Primeiras impressões sobre o projeto de lei que pretende alterar a lei de falências
por Julio César Moreira Barbosa
EDIÇÃO 3 - JULHO 2018
Relatório
Trata-se de análise do projeto de lei nº 10.220/2018, de autoria do Poder Executivo, que pretende "atualizar a legislação referente à recuperação judicial, à recuperação extrajudicial e à falência do empresário e da sociedade empresária", matéria regida atualmente pela Lei 11.101/2005.
A proposta também alcança a Lei 10.522/2002, que dispõe sobre créditos não quitados de órgãos e entidades federais, para regular parcelamento para os empresários ou a sociedades empresárias que pleitear ou tiver deferido o processamento da recuperação judicial, protocolo da petição inicial da recuperação judicial, que poderá liquidar os seus débitos para com a Fazenda Nacional vencidos até a data do protocolo da petição inicial da recuperação judicial, de natureza tributária ou não tributária, constituídos ou não, inscritos ou não em dívida ativa.
Considerando que a proposta apresenta modificações em vários dispositivos da Lei 11.101/2005, para fins de melhor compreender a avaliação será feita uma análise global da proposta, e, eventualmente, tecidas considerações sobre pontos específicos do PL. (Obs.: esta análise não abrange as questões tributárias, como também não trata dos dispositivos relativos à insolvência transfronteiriça, reguladas na proposta nos artigos 167-A a 167-V.)
Opinião
1- Abrangência da proposta
Ao contrário do que defendido pela CNI ao longo de discussões sobre a modernização da Lei 11.101/2005, o texto proposto vai além de modificações pontuais para, em realidade, conceber um novo modelo de recuperação judicial e de falências.
Alguns dos dispositivos propostos já foram analisados pela Diretoria Jurídica da CNI em propostas legislativas anteriores, a exemplo do PL 9.722/2018, que propunha alterações substanciais na Lei. Naquela ocasião, opinou-se, resumidamente, da seguinte forma:
PL 9722-18. Propõe mudanças substanciais nas Lei 11.101/05, que regula a falência, e a recuperação judicial e extrajudicial. Além dos pontos destacados nas análises realizadas ao longo do PL, considerando que dispomos de uma legislação bastante atual, sobre a qual o Poder Judiciário vem criando positiva orientação jurisprudencial, não nos parece oportuno, nesse momento, uma revisão do direito recuperacional e de falência, com a envergadura e abrangência proposta. Nesse contexto, eventualmente a CNI poderia apoiar apenas as mudanças, pontuais, cujas análises encontram-se destacadas em vermelho, sendo que as demais não merecem o apoio desta entidade.

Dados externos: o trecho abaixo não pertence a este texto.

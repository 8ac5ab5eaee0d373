//! Evaluation of the URL templates a Zoekt server attaches to search results.
//!
//! Two conventions are in use: the `{{ URLJoinPath ... }}` directive, whose
//! placeholder arguments are percent-encoded per path segment, and plain
//! `{{.Version}}`/`{{.Path}}` substitution.

use std::sync::OnceLock;

use regex::Regex;

const VERSION_PLACEHOLDER: &str = "{{.Version}}";
const PATH_PLACEHOLDER: &str = "{{.Path}}";
const LINE_NUMBER_PLACEHOLDER: &str = "{{.LineNumber}}";

#[derive(Debug, Clone, PartialEq, Eq)]
pub enum TemplateArg {
    Version,
    Path,
    Literal(String),
}

impl TemplateArg {
    fn parse(token: &str) -> Self {
        match token {
            ".Version" => TemplateArg::Version,
            ".Path" => TemplateArg::Path,
            other => TemplateArg::Literal(strip_quotes(other).to_string()),
        }
    }
}

#[derive(Debug, Clone, PartialEq, Eq)]
pub enum UrlTemplate<'a> {
    JoinPath { args: Vec<TemplateArg> },
    Substitution { raw: &'a str },
}

fn join_path_regex() -> &'static Regex {
    static JOIN_PATH: OnceLock<Regex> = OnceLock::new();
    JOIN_PATH
        .get_or_init(|| Regex::new(r"^\{\{\s*URLJoinPath\s+(.+?)\s*\}\}$").expect("valid regex"))
}

/// Arguments of a `URLJoinPath` directive, or `None` for any other template.
fn join_path_args(template: &str) -> Option<impl Iterator<Item = &str>> {
    let caps = join_path_regex().captures(template)?;
    Some(caps.get(1)?.as_str().split_whitespace())
}

fn strip_quotes(token: &str) -> &str {
    token
        .strip_prefix('"')
        .and_then(|rest| rest.strip_suffix('"'))
        .unwrap_or(token)
}

/// Percent-encode each `/`-separated segment on its own, keeping the slashes.
fn encode_path_segments(value: &str) -> String {
    value
        .split('/')
        .map(|segment| urlencoding::encode(segment).into_owned())
        .collect::<Vec<_>>()
        .join("/")
}

impl<'a> UrlTemplate<'a> {
    pub fn parse(template: &'a str) -> Self {
        match join_path_args(template) {
            Some(args) => UrlTemplate::JoinPath {
                args: args.map(TemplateArg::parse).collect(),
            },
            None => UrlTemplate::Substitution { raw: template },
        }
    }

    pub fn evaluate(&self, version: &str, path: &str) -> String {
        match self {
            UrlTemplate::JoinPath { args } => args
                .iter()
                .map(|arg| match arg {
                    TemplateArg::Version => encode_path_segments(version),
                    TemplateArg::Path => encode_path_segments(path),
                    TemplateArg::Literal(literal) => literal.clone(),
                })
                .collect::<Vec<_>>()
                .join("/"),
            UrlTemplate::Substitution { raw } => raw
                .replace(VERSION_PLACEHOLDER, version)
                .replace(PATH_PLACEHOLDER, path),
        }
    }
}

/// Evaluate a file URL template, appending the line fragment when both the
/// fragment template and a line number are available.
///
/// ```
/// use zoekt_client::evaluate_file_url_template;
///
/// let url = evaluate_file_url_template(
///     r#"{{ URLJoinPath "https://example.com/repo" .Version .Path }}"#,
///     "main",
///     "src/a b.py",
///     Some("#L{{.LineNumber}}"),
///     Some(42),
/// );
/// assert_eq!(url, "https://example.com/repo/main/src/a%20b.py#L42");
/// ```
pub fn evaluate_file_url_template(
    template: &str,
    version: &str,
    path: &str,
    line_fragment_template: Option<&str>,
    line_number: Option<u32>,
) -> String {
    let mut url = UrlTemplate::parse(template).evaluate(version, path);
    if let (Some(fragment), Some(line)) = (line_fragment_template, line_number) {
        url.push_str(&fragment.replace(LINE_NUMBER_PLACEHOLDER, &line.to_string()));
    }
    url
}

/// Base repository URL: the first `URLJoinPath` argument, unquoted.
/// Empty for templates in the substitution form.
pub fn evaluate_repo_url_template(template: &str) -> String {
    join_path_args(template)
        .and_then(|mut args| args.next())
        .map(|first| strip_quotes(first.trim()).to_string())
        .unwrap_or_default()
}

2- Dos privilégios da Fazenda Publica
Noutro sentido, percebe-se a inserção na proposta de diversas referências às Fazendas Públicas, que têm seus direitos de crédito ampliados, tanto na recuperação judicial quanto na falência. Nesse sentido, é possível citar as seguintes alterações propostas que privilegiam as Fazendas Públicas, em que pese seus créditos não participarem da recuperação judicial:
a) o art. 6º, § 7º, permite a constrição de bens e alienação de bens e direitos nos juízos em que se processam exigências das fazendas públicas, retirando o poder, sobre esses atos, do juízo recuperacional. Vale dizer que a possibilidade de alienação de bens, como proposto, é matéria sujeita a discussões judiciais, inclusive está sob o crivo do STJ, em regime de recurso repetitivo (Tema 987: Juízo competente e atos de constrição ou alienação de bens ao patrimônio do devedor no plano de recuperação judicial), que deverá avaliar a possibilidade desses atos de alienação frente aos objetivos da recuperação judicial;
b) o art. 7º-A acrescenta um procedimento próprio para habilitação de créditos das Fazendas Publicas, bem como adiciona a necessidade de o administrador ordenar a intimação eletrônica das fazendas publicas, assim como já faz para o Ministério Publico (art. 52, V). Aliás, soa estranho e contraditório obrigação de as Fazendas Publicas informarem ao juízo recuperacional os créditos existentes contra as empresas, "para divulgação aos demais interessados";
c) o art. 36, § 4º, prevê a intimação das Fazendas Públicas da realização da assembleia dos credores, ainda que o crédito publico não seja submetido à recuperação judicial;
d) as hipóteses do art. 39, § 4º, de meios alternativos de realização de assembleia geral, contradizem as prerrogativas das Fazendas Públicas trazidas no art. 36, § 4º;
e) alterando a sistemática atual, a inclusão de menção ao § 1º do art. 141, no art. 60, que trata da venda de unidades produtivas, implica na sucessão do arrematante nas obrigações do devedor, o que desestimula essa alienação;
f) o art. 94-A, opondo-se ao entendimento já firmado na jurisprudência quanto à impossibilidade de esses entes formularem pedidos de falências, traz uma regra permissiva, ainda que exista meio próprio para cobrança de dívidas fiscais (Lei de Execuções Fiscais), que não são paralisadas em função da recuperação judicial ou de falência;
g) pela proposta do art. 129, inciso I, é também permitido o pagamento antecipado de obrigações de direito público, mesmo não vencidos, sem que isso seja considerado ineficaz perante à massa falida.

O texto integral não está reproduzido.